(Task instructions) Report each line from the entries in which "bool" can be found.

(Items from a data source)

----

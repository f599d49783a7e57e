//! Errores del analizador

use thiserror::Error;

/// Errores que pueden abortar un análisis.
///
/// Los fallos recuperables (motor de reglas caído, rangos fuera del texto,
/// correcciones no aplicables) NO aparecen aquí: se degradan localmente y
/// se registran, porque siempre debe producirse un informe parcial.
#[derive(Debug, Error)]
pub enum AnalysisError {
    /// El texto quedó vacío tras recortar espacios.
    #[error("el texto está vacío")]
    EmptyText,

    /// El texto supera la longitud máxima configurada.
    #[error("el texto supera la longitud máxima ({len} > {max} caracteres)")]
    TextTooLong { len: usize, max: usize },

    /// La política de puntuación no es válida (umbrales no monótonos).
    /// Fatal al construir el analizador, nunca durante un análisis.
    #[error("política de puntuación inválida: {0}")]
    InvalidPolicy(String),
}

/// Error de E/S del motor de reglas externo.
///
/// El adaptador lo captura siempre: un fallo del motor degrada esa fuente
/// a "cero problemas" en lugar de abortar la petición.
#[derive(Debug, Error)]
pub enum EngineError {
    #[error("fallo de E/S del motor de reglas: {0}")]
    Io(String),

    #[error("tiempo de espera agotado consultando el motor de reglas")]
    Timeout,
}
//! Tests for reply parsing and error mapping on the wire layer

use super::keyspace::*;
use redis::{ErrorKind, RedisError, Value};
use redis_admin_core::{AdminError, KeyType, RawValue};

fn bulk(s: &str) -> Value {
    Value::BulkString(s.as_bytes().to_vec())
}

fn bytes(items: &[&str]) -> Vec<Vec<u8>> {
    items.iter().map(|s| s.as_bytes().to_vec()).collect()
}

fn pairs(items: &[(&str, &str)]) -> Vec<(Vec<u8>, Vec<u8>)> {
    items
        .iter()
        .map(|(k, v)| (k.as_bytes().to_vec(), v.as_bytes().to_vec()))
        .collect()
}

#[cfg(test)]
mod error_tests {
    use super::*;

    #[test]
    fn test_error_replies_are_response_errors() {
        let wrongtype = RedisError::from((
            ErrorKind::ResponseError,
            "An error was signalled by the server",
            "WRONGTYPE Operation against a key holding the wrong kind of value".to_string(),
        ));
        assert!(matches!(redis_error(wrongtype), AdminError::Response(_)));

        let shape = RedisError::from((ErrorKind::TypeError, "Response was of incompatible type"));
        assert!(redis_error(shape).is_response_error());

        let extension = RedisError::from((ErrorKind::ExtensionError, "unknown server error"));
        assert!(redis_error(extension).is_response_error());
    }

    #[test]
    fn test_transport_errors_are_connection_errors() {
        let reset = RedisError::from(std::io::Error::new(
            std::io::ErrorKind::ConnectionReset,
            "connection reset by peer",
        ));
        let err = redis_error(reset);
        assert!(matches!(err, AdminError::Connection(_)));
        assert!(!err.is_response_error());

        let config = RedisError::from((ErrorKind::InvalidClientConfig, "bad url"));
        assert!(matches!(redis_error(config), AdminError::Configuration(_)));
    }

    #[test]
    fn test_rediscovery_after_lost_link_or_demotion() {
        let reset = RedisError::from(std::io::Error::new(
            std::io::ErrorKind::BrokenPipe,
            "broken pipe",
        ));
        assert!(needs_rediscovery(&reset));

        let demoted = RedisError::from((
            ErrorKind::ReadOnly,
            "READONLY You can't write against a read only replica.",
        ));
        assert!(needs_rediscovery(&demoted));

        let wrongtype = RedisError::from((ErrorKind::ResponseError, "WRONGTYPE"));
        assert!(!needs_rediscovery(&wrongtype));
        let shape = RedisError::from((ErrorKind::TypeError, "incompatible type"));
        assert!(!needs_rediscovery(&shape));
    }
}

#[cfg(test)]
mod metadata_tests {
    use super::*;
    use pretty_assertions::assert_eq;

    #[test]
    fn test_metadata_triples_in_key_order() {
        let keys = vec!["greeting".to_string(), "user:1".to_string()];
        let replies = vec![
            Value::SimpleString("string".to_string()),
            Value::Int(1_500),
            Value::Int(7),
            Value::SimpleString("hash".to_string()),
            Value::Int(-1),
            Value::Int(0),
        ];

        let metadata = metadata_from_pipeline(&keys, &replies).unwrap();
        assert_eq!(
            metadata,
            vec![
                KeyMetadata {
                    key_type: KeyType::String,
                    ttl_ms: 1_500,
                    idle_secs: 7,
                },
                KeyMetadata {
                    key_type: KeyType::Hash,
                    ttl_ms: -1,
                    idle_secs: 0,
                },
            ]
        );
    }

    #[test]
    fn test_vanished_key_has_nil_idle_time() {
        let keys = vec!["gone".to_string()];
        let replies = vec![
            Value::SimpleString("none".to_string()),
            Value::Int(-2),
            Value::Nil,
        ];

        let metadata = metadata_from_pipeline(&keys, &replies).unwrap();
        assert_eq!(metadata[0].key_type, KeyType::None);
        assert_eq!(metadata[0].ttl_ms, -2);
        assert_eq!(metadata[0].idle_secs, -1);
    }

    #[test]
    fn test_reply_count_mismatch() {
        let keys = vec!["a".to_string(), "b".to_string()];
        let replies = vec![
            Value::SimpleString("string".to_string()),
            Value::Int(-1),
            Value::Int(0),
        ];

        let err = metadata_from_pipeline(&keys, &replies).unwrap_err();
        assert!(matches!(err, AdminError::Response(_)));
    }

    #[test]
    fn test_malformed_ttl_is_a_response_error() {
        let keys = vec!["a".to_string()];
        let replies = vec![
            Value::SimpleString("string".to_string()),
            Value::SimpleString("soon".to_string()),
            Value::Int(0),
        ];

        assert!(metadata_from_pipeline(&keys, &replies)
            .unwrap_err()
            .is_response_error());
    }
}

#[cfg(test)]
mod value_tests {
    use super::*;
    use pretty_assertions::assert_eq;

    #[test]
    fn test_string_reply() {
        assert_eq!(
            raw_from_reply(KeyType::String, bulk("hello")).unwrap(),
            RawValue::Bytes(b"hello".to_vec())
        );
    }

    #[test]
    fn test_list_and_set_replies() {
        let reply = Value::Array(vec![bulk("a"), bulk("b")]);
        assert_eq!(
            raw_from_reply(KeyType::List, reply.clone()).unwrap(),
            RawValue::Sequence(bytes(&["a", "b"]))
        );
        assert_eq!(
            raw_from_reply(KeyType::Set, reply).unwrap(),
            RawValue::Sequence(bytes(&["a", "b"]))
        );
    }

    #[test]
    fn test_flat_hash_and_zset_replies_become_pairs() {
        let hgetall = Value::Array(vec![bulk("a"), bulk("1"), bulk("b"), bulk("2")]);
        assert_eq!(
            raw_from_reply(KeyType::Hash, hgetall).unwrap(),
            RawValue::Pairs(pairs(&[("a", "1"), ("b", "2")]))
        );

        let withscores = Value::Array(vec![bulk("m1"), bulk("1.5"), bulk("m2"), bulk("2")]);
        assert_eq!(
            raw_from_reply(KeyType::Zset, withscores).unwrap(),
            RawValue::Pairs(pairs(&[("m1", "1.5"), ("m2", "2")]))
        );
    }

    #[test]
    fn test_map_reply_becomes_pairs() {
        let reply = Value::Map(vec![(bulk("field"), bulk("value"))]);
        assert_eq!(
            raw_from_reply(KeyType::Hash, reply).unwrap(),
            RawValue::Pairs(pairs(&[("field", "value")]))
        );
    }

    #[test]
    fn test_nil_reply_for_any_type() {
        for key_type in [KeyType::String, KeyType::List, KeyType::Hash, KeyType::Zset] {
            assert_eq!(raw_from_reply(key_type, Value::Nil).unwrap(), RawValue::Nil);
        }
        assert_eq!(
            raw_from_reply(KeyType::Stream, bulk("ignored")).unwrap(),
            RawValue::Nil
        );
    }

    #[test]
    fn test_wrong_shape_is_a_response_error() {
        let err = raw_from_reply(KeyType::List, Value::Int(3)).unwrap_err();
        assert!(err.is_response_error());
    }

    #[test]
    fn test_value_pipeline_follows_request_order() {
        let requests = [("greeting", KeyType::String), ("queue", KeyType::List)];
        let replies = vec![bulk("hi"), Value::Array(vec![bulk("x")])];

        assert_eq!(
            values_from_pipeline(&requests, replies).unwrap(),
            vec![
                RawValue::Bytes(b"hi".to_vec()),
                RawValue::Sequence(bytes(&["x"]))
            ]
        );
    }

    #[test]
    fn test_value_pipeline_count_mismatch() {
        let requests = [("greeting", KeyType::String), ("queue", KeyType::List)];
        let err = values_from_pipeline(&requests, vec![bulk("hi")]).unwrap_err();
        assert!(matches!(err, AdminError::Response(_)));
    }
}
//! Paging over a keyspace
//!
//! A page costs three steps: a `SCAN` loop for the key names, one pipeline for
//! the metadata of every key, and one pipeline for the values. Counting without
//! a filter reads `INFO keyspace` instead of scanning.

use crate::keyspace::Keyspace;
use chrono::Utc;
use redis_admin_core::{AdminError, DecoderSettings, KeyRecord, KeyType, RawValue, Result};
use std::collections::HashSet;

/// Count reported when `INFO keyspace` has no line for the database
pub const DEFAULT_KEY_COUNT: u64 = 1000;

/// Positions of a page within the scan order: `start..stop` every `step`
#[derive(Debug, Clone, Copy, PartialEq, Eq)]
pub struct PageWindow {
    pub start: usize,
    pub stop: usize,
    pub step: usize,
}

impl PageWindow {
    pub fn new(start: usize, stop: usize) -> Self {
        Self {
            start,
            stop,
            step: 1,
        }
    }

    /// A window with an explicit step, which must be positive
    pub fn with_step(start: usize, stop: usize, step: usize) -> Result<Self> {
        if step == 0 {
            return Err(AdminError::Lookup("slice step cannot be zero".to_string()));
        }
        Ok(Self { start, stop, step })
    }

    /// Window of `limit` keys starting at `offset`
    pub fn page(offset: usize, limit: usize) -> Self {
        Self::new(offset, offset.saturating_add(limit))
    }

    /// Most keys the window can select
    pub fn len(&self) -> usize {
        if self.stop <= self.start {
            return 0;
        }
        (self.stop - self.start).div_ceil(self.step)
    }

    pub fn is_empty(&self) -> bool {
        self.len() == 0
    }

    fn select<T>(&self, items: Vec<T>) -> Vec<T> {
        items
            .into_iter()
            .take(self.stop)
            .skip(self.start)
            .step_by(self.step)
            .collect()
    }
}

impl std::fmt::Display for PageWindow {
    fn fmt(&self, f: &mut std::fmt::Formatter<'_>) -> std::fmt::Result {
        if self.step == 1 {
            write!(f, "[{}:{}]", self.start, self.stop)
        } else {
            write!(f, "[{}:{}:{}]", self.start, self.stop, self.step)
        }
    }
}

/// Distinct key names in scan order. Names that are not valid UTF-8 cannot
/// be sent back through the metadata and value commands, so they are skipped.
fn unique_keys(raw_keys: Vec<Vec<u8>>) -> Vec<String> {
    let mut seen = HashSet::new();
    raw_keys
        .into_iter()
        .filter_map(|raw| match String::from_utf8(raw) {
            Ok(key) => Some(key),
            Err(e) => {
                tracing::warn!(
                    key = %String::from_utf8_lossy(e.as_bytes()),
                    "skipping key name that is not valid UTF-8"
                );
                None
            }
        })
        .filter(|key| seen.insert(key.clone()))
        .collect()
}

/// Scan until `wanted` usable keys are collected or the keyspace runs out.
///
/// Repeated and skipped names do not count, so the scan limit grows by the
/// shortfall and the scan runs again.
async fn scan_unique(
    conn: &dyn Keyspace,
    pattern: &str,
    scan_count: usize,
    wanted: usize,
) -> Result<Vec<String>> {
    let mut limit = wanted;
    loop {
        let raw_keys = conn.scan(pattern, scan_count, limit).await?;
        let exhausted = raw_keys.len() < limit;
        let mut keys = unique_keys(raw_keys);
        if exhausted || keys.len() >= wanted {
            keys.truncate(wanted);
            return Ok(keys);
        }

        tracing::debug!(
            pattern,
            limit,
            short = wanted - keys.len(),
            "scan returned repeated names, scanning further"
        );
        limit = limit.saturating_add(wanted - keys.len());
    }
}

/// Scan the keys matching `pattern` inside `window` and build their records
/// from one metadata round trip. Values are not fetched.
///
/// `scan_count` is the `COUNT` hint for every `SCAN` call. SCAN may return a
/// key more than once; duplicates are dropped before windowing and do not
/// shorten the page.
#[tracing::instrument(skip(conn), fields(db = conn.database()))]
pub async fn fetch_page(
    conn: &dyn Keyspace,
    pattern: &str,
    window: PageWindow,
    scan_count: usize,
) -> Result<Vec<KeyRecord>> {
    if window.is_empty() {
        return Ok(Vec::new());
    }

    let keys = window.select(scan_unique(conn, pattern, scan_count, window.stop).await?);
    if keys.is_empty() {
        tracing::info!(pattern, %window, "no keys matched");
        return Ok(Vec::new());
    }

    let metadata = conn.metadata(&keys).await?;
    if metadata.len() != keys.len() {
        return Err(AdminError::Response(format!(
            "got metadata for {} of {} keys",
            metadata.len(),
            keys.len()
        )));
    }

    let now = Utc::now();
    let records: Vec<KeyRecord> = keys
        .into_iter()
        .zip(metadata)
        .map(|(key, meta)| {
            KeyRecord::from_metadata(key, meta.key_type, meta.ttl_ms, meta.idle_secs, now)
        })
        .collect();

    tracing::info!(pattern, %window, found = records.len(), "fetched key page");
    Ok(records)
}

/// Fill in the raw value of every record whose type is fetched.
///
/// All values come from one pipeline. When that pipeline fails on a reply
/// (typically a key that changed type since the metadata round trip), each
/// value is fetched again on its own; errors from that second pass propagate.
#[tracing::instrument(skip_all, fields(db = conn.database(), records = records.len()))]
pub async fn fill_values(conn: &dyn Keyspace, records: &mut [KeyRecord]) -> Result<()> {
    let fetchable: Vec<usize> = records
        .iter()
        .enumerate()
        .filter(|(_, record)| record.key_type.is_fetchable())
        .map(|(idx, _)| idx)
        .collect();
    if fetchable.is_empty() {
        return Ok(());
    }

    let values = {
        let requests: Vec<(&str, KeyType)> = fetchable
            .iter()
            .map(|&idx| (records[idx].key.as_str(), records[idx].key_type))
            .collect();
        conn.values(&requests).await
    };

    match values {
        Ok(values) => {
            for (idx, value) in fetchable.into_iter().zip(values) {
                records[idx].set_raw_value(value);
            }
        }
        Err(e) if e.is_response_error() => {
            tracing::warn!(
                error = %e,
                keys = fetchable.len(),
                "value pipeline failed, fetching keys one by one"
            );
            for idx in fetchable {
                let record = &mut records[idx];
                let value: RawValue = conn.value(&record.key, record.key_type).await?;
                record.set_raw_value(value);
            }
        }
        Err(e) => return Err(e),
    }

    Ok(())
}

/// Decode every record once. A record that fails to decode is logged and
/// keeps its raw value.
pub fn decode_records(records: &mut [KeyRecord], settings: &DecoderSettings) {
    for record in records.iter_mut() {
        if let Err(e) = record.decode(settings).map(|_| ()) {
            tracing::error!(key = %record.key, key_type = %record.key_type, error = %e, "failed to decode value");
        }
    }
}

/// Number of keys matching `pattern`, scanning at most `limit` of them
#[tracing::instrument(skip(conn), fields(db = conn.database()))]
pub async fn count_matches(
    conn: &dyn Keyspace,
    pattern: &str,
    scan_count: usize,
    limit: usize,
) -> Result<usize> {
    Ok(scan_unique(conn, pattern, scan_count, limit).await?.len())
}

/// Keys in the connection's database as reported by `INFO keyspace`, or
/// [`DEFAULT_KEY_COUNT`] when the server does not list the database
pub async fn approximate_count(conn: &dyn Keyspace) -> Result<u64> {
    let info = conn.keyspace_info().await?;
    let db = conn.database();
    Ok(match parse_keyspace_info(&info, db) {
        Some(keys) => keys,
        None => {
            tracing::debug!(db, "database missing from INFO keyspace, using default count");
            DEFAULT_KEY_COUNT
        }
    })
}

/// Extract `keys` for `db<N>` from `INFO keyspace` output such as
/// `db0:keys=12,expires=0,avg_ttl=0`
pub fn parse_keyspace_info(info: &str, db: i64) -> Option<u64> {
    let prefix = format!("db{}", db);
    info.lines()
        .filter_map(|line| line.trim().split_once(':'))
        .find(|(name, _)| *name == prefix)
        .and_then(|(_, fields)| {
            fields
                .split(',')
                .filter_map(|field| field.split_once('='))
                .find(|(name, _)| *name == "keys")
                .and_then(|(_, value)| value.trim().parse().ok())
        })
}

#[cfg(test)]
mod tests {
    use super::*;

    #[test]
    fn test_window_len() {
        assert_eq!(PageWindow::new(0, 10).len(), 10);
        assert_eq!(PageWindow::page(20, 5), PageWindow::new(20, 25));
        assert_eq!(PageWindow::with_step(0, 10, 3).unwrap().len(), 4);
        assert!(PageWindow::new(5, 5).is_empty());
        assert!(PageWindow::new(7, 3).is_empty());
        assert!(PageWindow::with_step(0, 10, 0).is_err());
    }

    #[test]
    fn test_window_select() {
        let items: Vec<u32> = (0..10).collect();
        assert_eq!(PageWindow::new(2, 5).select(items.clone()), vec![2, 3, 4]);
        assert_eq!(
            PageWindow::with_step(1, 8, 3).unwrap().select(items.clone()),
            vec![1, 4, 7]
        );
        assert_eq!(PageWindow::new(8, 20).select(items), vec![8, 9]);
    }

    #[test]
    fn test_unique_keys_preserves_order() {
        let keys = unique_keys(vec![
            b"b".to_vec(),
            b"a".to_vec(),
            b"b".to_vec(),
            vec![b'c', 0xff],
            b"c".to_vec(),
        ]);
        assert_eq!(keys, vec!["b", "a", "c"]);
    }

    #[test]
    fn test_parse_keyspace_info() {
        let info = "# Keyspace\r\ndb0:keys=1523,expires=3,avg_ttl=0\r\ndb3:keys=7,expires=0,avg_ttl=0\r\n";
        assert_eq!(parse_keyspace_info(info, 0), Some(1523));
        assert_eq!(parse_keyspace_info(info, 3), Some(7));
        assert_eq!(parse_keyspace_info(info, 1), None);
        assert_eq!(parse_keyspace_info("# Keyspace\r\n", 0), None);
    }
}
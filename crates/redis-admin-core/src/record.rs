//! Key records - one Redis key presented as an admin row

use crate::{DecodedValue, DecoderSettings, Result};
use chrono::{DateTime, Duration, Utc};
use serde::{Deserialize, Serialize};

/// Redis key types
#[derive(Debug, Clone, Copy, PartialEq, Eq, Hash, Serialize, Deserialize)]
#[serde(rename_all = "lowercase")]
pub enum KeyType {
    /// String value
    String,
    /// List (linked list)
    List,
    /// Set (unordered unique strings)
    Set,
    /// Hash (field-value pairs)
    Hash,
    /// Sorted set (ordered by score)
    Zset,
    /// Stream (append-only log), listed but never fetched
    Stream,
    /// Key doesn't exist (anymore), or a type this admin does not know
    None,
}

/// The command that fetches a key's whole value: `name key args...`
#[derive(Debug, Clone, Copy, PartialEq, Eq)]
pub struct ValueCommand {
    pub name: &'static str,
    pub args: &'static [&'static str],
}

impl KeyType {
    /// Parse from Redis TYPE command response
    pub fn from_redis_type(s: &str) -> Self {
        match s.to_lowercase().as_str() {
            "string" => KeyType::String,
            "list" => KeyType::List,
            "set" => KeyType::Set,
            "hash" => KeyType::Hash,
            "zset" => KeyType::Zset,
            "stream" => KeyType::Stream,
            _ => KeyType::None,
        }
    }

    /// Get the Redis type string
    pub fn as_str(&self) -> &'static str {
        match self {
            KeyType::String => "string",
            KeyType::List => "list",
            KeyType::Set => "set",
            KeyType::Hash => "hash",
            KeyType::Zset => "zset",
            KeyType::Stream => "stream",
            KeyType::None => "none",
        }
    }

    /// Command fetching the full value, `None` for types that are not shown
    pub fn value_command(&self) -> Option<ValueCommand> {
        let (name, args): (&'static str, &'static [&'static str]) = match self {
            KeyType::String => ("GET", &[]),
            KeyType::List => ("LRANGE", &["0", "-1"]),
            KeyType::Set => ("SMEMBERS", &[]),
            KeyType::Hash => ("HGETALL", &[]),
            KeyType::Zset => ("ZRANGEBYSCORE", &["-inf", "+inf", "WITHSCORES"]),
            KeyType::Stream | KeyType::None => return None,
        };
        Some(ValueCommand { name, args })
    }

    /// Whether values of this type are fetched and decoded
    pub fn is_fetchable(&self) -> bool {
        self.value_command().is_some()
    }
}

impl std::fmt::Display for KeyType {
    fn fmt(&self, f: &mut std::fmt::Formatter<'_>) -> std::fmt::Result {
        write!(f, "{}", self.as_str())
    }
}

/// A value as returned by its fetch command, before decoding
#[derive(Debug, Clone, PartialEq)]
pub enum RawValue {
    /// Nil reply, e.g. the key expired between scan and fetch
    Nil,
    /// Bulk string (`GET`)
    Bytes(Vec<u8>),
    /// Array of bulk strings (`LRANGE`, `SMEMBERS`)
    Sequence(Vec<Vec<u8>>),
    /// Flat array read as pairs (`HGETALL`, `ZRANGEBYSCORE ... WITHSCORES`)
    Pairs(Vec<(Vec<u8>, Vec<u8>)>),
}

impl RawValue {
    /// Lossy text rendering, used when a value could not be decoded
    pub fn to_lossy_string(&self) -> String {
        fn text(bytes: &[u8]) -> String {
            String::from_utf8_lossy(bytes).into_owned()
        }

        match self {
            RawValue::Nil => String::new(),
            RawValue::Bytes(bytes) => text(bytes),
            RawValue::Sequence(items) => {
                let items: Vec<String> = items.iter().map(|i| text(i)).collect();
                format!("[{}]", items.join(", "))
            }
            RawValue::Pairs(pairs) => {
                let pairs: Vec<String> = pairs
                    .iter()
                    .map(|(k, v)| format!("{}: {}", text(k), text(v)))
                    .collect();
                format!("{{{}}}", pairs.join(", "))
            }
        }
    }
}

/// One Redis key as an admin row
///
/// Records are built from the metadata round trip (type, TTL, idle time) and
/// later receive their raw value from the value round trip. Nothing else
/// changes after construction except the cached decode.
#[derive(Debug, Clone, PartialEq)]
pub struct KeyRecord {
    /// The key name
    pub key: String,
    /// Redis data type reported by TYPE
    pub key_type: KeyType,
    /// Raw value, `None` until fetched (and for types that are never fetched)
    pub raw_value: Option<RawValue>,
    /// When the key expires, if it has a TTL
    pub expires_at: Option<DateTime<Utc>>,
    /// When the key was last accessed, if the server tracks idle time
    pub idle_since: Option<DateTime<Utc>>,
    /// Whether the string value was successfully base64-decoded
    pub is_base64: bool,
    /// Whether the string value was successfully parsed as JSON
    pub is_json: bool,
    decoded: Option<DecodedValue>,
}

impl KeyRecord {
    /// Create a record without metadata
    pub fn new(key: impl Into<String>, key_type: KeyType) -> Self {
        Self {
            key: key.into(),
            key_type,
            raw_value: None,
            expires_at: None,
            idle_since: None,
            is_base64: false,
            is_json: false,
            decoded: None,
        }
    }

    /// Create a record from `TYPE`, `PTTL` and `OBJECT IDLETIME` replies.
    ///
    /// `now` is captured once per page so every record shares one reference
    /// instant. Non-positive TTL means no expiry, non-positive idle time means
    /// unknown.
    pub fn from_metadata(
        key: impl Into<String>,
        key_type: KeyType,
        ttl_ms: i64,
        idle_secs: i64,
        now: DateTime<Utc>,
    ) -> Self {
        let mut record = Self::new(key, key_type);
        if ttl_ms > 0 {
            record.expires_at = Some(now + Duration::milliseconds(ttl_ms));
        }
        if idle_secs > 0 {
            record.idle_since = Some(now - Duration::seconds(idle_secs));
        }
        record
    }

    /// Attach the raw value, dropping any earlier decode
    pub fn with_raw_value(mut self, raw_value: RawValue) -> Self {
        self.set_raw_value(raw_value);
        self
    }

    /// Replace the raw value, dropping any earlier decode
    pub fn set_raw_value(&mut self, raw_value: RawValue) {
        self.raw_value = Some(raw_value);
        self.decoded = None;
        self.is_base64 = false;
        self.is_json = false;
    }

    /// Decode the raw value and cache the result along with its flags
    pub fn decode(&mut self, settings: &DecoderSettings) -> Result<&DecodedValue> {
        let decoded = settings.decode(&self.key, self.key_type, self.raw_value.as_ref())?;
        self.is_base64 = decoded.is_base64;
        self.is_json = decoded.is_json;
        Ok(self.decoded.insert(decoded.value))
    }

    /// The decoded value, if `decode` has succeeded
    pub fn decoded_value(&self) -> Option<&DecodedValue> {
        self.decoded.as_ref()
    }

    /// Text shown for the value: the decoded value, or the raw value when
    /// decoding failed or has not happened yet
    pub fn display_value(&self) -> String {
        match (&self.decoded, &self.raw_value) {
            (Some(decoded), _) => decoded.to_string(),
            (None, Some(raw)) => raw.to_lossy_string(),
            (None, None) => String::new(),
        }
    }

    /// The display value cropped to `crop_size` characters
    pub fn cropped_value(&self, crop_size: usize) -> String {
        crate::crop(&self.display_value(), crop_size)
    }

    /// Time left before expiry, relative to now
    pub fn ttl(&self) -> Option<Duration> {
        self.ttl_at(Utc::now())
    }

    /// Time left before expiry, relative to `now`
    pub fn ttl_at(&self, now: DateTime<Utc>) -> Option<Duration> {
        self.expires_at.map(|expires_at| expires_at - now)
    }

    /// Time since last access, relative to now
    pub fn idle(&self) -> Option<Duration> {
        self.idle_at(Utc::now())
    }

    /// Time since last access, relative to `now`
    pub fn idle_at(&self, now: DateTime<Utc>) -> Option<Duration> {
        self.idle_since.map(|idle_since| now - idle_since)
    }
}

----

(Response to this task)
    pub fn is_empty(&self) -> bool {
    pub fn is_fetchable(&self) -> bool {
    pub is_base64: bool,
    pub is_json: bool,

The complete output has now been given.